Сначала нас даже не пускали на сам клирос. В то время он был никак не огорожен, не было даже еще амвона. Амвон делали как раз, когда нас крестили – через месяц после нашего первого визита, в конце сентября. Я это помню хорошо, священника было плохо слышно: шел ремонт. Все в лесах, внизу были ковры, и не было даже пола. Алтарь только-только расписывали, а перед ним сделали небольшую ступеньку, где и располагался клирос. Мы стояли рядом с ней, подниматься на нее было нельзя. К нам священник подходил: «Вы клирос?». «Да, мы учимся». Нас тоже отдельно покадят и пойдут дальше. Вот так мы просуществовали около семи месяцев. Для нас были отдельные спевки, где мы изучали гласы. Тогда было строго. Наизусть учили догматик, «Господи, воззвах», сами себе тон задали, спели, сдали. До этого нас не пускали. Учились долго.

4

И вот однажды клирос довольно большим составом поехал в какую-то поездку. Не знаю, что произошло, но когда все вернулись – начались массовые сокращения. Штат расформировали, многих уволили, не осталось почти никого. Наша регент Ксения, ныне монахиня Серафима к тому времени уже поехала в монастырь. К нам регентом взяли девушку, которая только-только окончила курсы псаломщика, знала только устав,  ноты — на уровне «до-ре-ми-фа-соль». И тогда нас срочно позвали на клирос. Всего певчих было пять человек, затем еще одна девушка у нас ушла готовить пирожки – там больше платили. И нас осталось четверо. Но именно тогда нас наконец-то полноценно и приняли в свои ряды. До этого просто выходил настоятель: «Поете? Молодцы!». А 1 апреля нас устроили официально, это были как раз  предпасхальные дни. Первую свою Пасху мы пели с листа. Регент наша достала какие-то ноты, по-моему, это была «Барыня» — что-то простое.

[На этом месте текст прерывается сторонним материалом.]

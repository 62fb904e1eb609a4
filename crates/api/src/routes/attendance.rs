//! Attendance routes.

use axum::{
    Json, Router,
    extract::{Path, Query, State},
    routing::get,
};
use chrono::NaiveDate;
use scholaris_core::attendance::AttendanceSummary;
use scholaris_core::auth::UserRole;
use scholaris_db::{
    AttendanceMark, AttendanceRepository,
    entities::{attendances, sea_orm_active_enums::AttendanceStatus},
};
use scholaris_shared::types::{PageRequest, PageResponse};
use serde::{Deserialize, Serialize};
use uuid::Uuid;
use validator::Validate;

use super::students::visible_student;
use crate::{AppState, error::ApiResult, extractors::ValidatedJson, middleware::AuthUser};

/// Creates the attendance routes.
pub fn routes() -> Router<AppState> {
    Router::new()
        .route(
            "/schools/{school}/classes/{class}/attendance",
            get(class_register).post(mark_register),
        )
        .route(
            "/schools/{school}/students/{student}/attendance",
            get(student_history),
        )
        .route(
            "/schools/{school}/sections/{section}/attendance-summary",
            get(section_summary),
        )
}

/// Selects one day.
#[derive(Debug, Deserialize)]
pub struct DateQuery {
    /// Day of the register.
    pub date: NaiveDate,
}

/// Bounds a history listing.
#[derive(Debug, Deserialize)]
pub struct HistoryQuery {
    /// Earliest day, inclusive.
    pub from: Option<NaiveDate>,
    /// Latest day, inclusive.
    pub to: Option<NaiveDate>,
}

/// One student's mark.
#[derive(Debug, Deserialize, Serialize, Validate)]
pub struct MarkRow {
    /// Student.
    pub student_id: Uuid,
    /// Status.
    pub status: AttendanceStatus,
    /// Remark.
    #[validate(length(max = 255, message = "Remark must be at most 255 characters"))]
    pub remark: Option<String>,
}

/// Request body for recording a class register.
#[derive(Debug, Deserialize, Validate)]
pub struct MarkRegisterRequest {
    /// Day of the register.
    pub date: NaiveDate,
    /// Marks, one per student.
    #[validate(length(min = 1, message = "At least one record is required"), nested)]
    pub records: Vec<MarkRow>,
}

/// GET `/schools/{school}/classes/{class}/attendance?date=` - A day's register.
async fn class_register(
    State(state): State<AppState>,
    auth: AuthUser,
    Path((school_id, class_id)): Path<(Uuid, Uuid)>,
    Query(query): Query<DateQuery>,
) -> ApiResult<Json<Vec<attendances::Model>>> {
    auth.require(UserRole::is_staff)?;
    let rows = AttendanceRepository::new(state.conn())
        .for_class(school_id, class_id, query.date)
        .await?;
    Ok(Json(rows))
}

/// POST `/schools/{school}/classes/{class}/attendance` - Record a register.
///
/// All marks are saved or none are.
async fn mark_register(
    State(state): State<AppState>,
    auth: AuthUser,
    Path((school_id, class_id)): Path<(Uuid, Uuid)>,
    ValidatedJson(payload): ValidatedJson<MarkRegisterRequest>,
) -> ApiResult<Json<Vec<attendances::Model>>> {
    auth.require(UserRole::can_teach)?;
    let marks = payload
        .records
        .into_iter()
        .map(|r| AttendanceMark {
            student_id: r.student_id,
            status: r.status,
            remark: r.remark,
        })
        .collect();

    let saved = AttendanceRepository::new(state.conn())
        .mark(school_id, class_id, payload.date, auth.user_id(), marks)
        .await?;
    Ok(Json(saved))
}

/// GET `/schools/{school}/students/{student}/attendance` - A student's history.
async fn student_history(
    State(state): State<AppState>,
    auth: AuthUser,
    Path((school_id, student_id)): Path<(Uuid, Uuid)>,
    Query(query): Query<HistoryQuery>,
    Query(page): Query<PageRequest>,
) -> ApiResult<Json<PageResponse<attendances::Model>>> {
    visible_student(&state, &auth, school_id, student_id).await?;
    let rows = AttendanceRepository::new(state.conn())
        .history(school_id, student_id, query.from, query.to, &page)
        .await?;
    Ok(Json(rows.into()))
}

/// GET `/schools/{school}/sections/{section}/attendance-summary?date=` -
/// Head counts for a section on one day.
async fn section_summary(
    State(state): State<AppState>,
    auth: AuthUser,
    Path((school_id, section_id)): Path<(Uuid, Uuid)>,
    Query(query): Query<DateQuery>,
) -> ApiResult<Json<AttendanceSummary>> {
    auth.require(UserRole::is_staff)?;
    let summary = AttendanceRepository::new(state.conn())
        .section_summary(school_id, section_id, query.date)
        .await?;
    Ok(Json(summary))
}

Так все с листа мы и спели, всем понравилось, и начались обычные трудовые будни, которые проходили так: приходили мы вдвоем на службу, две новых девочки, которые ничего не знали в плане устава, которых только оформили, которые семь месяцев учили гласы, и которым ноты подавали с клироса. Приходили, а на клиросе никого нет. Ни псаломщика, ни регента, и закрыта на замок тумбочка с книгами. Выходил наш пономарь, взламывал тумбочку фомкой, доставал нам часослов, открывал и, как сейчас помню: «Вот это девятый час — все подряд читайте и пойте».

Помню, мы прочитали девятый час, переглянусь, прочитали 103 псалом, дальше какой-то возглас, ну, ектении мы знали — спели, «Господи, воззвах», дальше мы поем-поем-поем все подряд — все прокимны на понедельник-вторник-среду-четверг, пока пономарь не выйдет: «Так, это петь не надо…». В общем, первая служба у нас была очень оригинальная. Тогда я сразу поняла, что нужно учить устав, надеяться не на кого.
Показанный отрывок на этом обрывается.